■ WHAT IS REQUIRED: From the entries that follow, copy exactly the lines beginning at the line holding "fn lock<T>(mutex: &Mutex<T>)" and continuing through the line holding "Mock data-plane client.".

== Segment start ==

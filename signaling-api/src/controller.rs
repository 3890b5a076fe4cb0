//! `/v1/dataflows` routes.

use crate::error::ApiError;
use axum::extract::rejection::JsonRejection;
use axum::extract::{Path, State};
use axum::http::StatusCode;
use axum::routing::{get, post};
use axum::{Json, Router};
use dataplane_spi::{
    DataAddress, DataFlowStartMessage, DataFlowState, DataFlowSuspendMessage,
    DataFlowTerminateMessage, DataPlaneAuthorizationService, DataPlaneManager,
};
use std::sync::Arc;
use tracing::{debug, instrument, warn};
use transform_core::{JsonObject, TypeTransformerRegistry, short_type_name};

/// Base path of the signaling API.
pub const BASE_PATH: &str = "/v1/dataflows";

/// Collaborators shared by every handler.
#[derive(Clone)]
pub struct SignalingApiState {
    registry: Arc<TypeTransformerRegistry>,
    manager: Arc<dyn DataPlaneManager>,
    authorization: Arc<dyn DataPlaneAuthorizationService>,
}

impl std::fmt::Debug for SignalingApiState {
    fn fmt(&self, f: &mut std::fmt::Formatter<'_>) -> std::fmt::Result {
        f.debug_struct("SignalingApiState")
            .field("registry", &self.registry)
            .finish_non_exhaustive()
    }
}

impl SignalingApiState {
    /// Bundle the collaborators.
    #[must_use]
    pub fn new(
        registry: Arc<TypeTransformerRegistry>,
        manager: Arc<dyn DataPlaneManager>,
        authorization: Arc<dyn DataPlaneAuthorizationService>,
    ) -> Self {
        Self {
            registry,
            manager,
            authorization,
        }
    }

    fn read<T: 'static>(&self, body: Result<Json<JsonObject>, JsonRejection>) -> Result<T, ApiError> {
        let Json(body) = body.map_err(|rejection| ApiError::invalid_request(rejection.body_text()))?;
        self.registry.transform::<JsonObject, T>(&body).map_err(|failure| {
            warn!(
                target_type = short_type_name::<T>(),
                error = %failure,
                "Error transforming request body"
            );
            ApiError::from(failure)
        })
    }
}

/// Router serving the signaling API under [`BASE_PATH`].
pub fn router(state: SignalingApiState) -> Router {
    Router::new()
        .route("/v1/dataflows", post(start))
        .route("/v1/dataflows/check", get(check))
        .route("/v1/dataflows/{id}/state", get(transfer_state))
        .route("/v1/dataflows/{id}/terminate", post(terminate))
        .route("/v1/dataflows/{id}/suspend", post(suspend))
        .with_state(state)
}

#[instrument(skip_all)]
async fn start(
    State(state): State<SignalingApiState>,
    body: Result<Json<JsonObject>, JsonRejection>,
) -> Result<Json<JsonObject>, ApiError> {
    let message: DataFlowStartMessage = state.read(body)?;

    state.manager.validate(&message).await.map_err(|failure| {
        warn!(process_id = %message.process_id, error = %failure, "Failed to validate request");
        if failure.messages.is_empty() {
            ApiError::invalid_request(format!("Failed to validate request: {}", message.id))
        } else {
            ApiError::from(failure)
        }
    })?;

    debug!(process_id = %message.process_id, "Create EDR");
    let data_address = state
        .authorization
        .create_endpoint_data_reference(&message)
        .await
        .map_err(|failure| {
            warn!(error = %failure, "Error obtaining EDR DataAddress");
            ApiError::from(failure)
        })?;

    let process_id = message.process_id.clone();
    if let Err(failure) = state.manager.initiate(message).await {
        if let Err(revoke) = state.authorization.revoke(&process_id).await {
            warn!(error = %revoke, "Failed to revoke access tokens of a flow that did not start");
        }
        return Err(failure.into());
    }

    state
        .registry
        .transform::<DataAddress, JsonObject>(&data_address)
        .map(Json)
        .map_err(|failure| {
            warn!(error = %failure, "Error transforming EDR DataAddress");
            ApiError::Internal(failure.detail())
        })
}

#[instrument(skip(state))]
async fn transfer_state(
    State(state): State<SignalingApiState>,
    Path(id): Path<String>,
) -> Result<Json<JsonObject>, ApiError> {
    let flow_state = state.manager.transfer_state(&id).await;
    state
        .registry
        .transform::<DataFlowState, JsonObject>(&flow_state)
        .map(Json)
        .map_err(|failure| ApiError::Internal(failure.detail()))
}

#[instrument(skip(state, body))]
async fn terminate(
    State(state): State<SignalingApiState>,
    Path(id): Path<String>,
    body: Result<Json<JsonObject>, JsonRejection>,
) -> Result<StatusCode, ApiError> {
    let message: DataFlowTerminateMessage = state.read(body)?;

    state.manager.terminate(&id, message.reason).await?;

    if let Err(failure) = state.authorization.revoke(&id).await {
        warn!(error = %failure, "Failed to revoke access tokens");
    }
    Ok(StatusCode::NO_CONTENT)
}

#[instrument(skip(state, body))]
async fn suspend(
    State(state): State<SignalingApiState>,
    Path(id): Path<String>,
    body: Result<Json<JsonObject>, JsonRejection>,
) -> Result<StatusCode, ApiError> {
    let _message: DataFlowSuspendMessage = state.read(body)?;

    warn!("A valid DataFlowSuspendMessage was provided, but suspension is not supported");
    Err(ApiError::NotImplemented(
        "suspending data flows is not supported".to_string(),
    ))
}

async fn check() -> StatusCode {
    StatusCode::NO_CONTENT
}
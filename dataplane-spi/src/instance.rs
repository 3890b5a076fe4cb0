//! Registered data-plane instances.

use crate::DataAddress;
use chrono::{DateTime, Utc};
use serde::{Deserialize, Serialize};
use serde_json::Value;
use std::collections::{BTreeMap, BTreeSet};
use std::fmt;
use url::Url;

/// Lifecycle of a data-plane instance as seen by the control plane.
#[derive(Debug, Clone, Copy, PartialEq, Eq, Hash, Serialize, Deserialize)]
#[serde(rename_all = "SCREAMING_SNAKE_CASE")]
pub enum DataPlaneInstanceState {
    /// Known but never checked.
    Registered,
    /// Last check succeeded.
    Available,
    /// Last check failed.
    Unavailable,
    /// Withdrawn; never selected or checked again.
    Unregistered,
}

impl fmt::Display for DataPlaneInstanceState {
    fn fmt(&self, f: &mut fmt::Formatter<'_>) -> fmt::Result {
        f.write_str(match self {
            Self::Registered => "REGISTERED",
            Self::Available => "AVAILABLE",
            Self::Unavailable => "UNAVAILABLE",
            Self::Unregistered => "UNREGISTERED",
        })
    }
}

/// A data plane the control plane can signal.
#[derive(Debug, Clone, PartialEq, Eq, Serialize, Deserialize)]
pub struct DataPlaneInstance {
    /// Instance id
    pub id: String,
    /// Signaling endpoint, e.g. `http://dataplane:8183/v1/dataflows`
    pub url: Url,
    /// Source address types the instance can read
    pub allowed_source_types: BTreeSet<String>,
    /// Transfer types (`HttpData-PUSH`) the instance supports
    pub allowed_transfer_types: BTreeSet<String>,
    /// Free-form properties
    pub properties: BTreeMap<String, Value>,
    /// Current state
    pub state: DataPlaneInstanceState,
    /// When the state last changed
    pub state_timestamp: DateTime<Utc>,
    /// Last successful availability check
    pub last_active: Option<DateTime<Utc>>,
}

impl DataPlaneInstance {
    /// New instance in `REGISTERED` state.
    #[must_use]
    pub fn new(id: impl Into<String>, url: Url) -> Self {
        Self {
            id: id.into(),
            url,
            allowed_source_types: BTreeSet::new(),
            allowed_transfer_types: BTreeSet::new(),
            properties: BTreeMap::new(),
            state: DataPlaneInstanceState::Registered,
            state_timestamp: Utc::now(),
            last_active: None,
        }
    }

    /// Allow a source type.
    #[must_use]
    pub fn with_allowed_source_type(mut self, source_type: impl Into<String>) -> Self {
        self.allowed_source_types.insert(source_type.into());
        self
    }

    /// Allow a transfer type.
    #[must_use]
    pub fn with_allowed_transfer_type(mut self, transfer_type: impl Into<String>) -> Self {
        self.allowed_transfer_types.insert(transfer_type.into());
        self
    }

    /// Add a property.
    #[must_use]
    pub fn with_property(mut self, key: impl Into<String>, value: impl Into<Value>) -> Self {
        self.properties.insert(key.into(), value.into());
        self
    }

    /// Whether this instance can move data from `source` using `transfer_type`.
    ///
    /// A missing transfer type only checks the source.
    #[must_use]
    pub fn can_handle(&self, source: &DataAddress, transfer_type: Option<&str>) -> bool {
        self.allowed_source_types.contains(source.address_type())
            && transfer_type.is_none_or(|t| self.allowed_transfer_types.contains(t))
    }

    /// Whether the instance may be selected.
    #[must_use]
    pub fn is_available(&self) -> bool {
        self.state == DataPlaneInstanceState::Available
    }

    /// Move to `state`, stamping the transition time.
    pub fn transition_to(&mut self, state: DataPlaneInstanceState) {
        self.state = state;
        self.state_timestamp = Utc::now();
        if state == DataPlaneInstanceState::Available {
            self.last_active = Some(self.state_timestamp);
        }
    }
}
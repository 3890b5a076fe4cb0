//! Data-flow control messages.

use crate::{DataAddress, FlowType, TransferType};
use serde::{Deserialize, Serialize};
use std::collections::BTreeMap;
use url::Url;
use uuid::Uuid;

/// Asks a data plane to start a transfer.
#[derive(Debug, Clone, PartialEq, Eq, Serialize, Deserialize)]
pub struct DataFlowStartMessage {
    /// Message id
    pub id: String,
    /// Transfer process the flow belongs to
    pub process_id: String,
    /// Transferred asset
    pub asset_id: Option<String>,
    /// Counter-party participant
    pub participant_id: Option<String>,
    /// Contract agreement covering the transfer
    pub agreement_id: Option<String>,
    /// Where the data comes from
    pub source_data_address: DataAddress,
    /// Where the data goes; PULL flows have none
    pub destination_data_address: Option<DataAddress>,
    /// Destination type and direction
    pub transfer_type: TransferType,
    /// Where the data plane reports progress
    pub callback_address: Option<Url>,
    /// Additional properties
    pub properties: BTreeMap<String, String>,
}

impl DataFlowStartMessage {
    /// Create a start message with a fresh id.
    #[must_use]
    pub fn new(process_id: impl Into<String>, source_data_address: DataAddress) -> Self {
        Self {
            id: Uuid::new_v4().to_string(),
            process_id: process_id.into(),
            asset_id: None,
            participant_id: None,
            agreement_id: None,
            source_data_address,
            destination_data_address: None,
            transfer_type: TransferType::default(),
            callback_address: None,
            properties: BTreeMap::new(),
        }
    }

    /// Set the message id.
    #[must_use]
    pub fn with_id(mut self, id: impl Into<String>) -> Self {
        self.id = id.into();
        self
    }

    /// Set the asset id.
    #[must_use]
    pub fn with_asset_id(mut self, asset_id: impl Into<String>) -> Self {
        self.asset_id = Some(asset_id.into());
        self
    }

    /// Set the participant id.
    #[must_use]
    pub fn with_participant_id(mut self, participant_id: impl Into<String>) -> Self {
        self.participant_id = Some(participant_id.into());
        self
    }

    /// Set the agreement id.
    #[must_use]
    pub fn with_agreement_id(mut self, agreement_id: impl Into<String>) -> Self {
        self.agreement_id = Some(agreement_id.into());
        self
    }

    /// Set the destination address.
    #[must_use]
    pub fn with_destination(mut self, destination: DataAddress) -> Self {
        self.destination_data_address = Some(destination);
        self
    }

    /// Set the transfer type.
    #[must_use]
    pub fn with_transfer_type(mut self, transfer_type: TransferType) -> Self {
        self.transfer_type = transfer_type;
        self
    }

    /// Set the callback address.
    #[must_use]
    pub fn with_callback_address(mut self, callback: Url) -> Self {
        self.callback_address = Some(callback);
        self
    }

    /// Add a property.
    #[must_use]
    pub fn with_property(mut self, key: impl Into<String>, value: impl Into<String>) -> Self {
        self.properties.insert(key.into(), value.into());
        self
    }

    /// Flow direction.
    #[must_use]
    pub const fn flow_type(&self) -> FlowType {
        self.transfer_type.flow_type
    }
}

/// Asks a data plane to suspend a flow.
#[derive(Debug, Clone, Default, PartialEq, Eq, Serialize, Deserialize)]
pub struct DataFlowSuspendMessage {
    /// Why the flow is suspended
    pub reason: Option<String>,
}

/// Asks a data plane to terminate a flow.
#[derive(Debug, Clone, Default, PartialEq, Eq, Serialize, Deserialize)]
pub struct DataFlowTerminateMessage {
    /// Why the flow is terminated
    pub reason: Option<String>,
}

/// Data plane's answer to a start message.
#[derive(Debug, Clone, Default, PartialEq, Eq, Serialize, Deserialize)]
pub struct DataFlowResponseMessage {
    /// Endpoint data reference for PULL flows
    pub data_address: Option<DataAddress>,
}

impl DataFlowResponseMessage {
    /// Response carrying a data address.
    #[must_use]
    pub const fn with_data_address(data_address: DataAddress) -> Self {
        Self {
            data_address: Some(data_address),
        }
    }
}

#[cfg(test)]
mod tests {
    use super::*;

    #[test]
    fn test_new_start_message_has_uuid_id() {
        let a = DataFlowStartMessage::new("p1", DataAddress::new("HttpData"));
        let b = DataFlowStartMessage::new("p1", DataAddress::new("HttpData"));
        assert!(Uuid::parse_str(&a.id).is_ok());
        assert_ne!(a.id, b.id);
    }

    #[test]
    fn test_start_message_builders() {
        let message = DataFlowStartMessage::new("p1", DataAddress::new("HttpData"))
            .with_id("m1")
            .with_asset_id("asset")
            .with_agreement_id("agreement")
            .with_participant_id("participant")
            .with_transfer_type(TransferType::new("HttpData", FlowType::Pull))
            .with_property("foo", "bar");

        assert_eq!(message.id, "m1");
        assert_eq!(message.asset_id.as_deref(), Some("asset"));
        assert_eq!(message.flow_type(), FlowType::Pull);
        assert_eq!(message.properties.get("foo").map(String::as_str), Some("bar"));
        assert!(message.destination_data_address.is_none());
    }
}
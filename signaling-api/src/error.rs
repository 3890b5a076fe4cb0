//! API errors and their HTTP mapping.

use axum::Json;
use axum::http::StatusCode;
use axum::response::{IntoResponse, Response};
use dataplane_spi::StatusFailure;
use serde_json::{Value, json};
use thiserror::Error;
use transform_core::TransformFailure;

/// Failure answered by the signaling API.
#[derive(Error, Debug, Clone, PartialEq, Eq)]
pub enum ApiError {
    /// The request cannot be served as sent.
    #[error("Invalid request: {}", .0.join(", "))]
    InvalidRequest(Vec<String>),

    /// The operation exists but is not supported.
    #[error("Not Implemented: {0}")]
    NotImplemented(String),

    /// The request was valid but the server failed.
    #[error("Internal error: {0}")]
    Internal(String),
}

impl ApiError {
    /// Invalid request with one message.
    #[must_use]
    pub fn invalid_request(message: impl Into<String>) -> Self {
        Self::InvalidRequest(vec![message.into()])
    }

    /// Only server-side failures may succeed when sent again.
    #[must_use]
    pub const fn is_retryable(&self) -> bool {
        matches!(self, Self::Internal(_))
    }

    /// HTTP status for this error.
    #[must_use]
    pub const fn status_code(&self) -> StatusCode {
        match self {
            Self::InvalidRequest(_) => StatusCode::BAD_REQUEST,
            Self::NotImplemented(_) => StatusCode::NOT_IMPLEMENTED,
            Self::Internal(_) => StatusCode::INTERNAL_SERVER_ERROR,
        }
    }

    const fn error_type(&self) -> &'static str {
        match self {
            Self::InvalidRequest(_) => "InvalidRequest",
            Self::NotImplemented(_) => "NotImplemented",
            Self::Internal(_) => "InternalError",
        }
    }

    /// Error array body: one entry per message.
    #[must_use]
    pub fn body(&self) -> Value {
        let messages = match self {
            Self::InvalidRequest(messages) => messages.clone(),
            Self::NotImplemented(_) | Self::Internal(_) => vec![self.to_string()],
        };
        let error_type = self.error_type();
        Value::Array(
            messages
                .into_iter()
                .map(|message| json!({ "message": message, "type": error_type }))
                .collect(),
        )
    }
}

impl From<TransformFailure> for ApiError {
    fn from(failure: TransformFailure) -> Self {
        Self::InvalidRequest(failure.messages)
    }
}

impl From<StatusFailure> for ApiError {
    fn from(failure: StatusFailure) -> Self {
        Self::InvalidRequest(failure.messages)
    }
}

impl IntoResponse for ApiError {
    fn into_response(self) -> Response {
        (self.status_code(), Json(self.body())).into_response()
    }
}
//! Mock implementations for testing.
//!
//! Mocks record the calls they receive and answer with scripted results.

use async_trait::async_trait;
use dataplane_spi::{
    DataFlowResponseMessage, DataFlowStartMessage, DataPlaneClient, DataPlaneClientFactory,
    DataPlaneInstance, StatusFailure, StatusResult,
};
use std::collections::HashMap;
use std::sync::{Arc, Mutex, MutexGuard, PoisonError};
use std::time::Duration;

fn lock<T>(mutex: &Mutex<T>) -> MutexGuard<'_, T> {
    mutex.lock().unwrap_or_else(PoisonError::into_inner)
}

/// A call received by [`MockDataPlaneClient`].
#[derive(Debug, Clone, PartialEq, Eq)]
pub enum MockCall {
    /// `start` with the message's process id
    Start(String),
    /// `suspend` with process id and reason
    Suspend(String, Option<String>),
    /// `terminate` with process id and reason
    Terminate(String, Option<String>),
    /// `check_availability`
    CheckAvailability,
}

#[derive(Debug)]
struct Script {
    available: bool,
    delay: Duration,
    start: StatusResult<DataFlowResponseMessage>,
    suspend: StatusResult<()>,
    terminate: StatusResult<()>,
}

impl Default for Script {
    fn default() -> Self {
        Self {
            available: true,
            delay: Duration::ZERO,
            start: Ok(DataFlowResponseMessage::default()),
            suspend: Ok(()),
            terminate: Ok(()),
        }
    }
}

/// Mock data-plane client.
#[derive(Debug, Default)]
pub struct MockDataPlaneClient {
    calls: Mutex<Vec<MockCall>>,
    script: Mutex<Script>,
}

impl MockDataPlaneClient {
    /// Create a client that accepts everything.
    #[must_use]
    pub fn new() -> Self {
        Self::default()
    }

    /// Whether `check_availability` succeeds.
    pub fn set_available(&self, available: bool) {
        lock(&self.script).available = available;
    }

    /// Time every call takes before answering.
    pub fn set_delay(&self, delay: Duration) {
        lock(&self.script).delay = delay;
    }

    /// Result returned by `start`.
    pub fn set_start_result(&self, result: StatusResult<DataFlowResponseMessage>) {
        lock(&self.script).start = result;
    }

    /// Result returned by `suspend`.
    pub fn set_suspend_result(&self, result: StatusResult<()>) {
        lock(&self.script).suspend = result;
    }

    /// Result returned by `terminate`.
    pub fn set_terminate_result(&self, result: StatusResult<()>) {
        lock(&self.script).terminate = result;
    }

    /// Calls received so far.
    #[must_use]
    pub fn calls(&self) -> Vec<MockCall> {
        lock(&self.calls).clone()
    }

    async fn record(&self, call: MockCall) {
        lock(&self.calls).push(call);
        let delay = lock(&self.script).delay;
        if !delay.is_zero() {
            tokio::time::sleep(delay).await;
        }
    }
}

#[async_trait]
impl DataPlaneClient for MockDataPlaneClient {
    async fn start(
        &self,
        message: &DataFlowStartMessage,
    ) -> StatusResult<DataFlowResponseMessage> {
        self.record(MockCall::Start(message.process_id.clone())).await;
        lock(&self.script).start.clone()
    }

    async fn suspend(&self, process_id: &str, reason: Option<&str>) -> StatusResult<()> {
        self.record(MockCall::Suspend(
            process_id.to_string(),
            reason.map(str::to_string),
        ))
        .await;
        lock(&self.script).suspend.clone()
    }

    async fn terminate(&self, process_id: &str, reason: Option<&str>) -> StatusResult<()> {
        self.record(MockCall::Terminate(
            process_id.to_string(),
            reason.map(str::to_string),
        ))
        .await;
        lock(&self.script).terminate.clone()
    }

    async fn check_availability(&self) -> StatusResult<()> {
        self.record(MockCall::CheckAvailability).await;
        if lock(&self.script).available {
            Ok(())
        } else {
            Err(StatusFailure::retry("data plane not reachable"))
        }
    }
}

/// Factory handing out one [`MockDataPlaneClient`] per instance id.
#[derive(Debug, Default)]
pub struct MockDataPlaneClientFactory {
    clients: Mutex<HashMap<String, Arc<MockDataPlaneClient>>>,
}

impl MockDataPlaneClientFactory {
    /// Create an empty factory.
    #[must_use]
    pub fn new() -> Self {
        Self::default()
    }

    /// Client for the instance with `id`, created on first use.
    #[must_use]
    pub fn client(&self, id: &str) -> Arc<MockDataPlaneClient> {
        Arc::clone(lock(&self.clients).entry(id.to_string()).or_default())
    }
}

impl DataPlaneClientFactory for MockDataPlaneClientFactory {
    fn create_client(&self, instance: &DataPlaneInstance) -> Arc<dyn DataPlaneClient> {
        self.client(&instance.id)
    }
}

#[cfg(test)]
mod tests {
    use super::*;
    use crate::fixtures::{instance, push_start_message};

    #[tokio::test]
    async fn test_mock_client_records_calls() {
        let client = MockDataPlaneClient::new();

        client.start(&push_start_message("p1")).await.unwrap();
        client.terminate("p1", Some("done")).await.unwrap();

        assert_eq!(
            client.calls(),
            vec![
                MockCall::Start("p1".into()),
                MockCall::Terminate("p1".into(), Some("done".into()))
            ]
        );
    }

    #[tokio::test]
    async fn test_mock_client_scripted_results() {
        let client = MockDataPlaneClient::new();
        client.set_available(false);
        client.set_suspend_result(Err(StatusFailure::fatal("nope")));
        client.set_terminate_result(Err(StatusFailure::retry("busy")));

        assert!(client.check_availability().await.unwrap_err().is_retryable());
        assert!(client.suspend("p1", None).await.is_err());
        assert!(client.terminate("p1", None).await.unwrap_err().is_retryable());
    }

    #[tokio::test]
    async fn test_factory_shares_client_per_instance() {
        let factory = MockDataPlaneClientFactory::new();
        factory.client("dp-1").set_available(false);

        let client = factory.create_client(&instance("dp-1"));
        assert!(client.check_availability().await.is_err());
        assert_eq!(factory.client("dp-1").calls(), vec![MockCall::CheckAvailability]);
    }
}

== Segment end ==

■ FINISHED TASK:
fn lock<T>(mutex: &Mutex<T>) -> MutexGuard<'_, T> {
    mutex.lock().unwrap_or_else(PoisonError::into_inner)
}

/// A call received by [`MockDataPlaneClient`].
#[derive(Debug, Clone, PartialEq, Eq)]
pub enum MockCall {
    /// `start` with the message's process id
    Start(String),
    /// `suspend` with process id and reason
    Suspend(String, Option<String>),
    /// `terminate` with process id and reason
    Terminate(String, Option<String>),
    /// `check_availability`
    CheckAvailability,
}

#[derive(Debug)]
struct Script {
    available: bool,
    delay: Duration,
    start: StatusResult<DataFlowResponseMessage>,
    suspend: StatusResult<()>,
    terminate: StatusResult<()>,
}

impl Default for Script {
    fn default() -> Self {
        Self {
            available: true,
            delay: Duration::ZERO,
            start: Ok(DataFlowResponseMessage::default()),
            suspend: Ok(()),
            terminate: Ok(()),
        }
    }
}

/// Mock data-plane client.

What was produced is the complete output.